### Given entries ###
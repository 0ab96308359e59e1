use jsonwebtoken::{DecodingKey, EncodingKey};
use serde::{Deserialize, Serialize};
use std::time::Duration;
use uuid::Uuid;

/// Token type used to distinguish Access and Refresh JWTs.
#[derive(Debug, Serialize, Deserialize, Clone, Copy, PartialEq, Eq)]
#[serde(rename_all = "lowercase")]
pub enum TokenKind {
    Access,
    Refresh,
}

/// Standard JWT claims used in the app.
#[derive(Debug, Serialize, Deserialize, Clone)]
pub struct Claims {
    pub sub: Uuid,       // user ID
    pub exp: usize,      // expiration time
    pub iat: usize,      // issued at
    pub iss: String,     // issuer
    pub aud: String,     // audience
    pub kind: TokenKind, // access or refresh
}

/// Holds JWT signing and verification keys with config data.
#[derive(Clone)]
pub struct JwtKeys {
    pub encoding: EncodingKey,
    pub decoding: DecodingKey,
    pub issuer: String,
    pub audience: String,
    pub access_ttl: Duration,
    pub refresh_ttl: Duration,
}

/// Request body for user registration.
#[derive(Debug, Deserialize)]
pub struct RegisterRequest {
    pub name: String,
    pub email: String,
    pub password: String,
    pub address: Option<String>,
    pub pin_code: Option<String>,
}

/// Request body for login.
#[derive(Debug, Deserialize)]
pub struct LoginRequest {
    pub email: String,
    pub password: String,
}

/// Request body for token refresh.
#[derive(Debug, Deserialize)]
pub struct RefreshRequest {
    pub refresh_token: String,
}

/// Response returned after login, register or refresh.
#[derive(Debug, Serialize)]
pub struct AuthResponse {
    pub access_token: String,
    pub refresh_token: String,
    pub user: PublicUser,
}

/// Public part of the user returned to the client.
#[derive(Debug, Serialize)]
pub struct PublicUser {
    pub id: Uuid,
    pub name: String,
    pub email: String,
    pub is_admin: bool,
}

impl From<crate::auth::repo::User> for PublicUser {
    fn from(u: crate::auth::repo::User) -> Self {
        Self {
            id: u.id,
            name: u.name,
            email: u.email,
            is_admin: u.is_admin,
        }
    }
}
###
◆ **What the exercise asks**
Tally the lines in the material above that contain "Self". Respond with the number and nothing else.

◆ **Solution to the problem**
2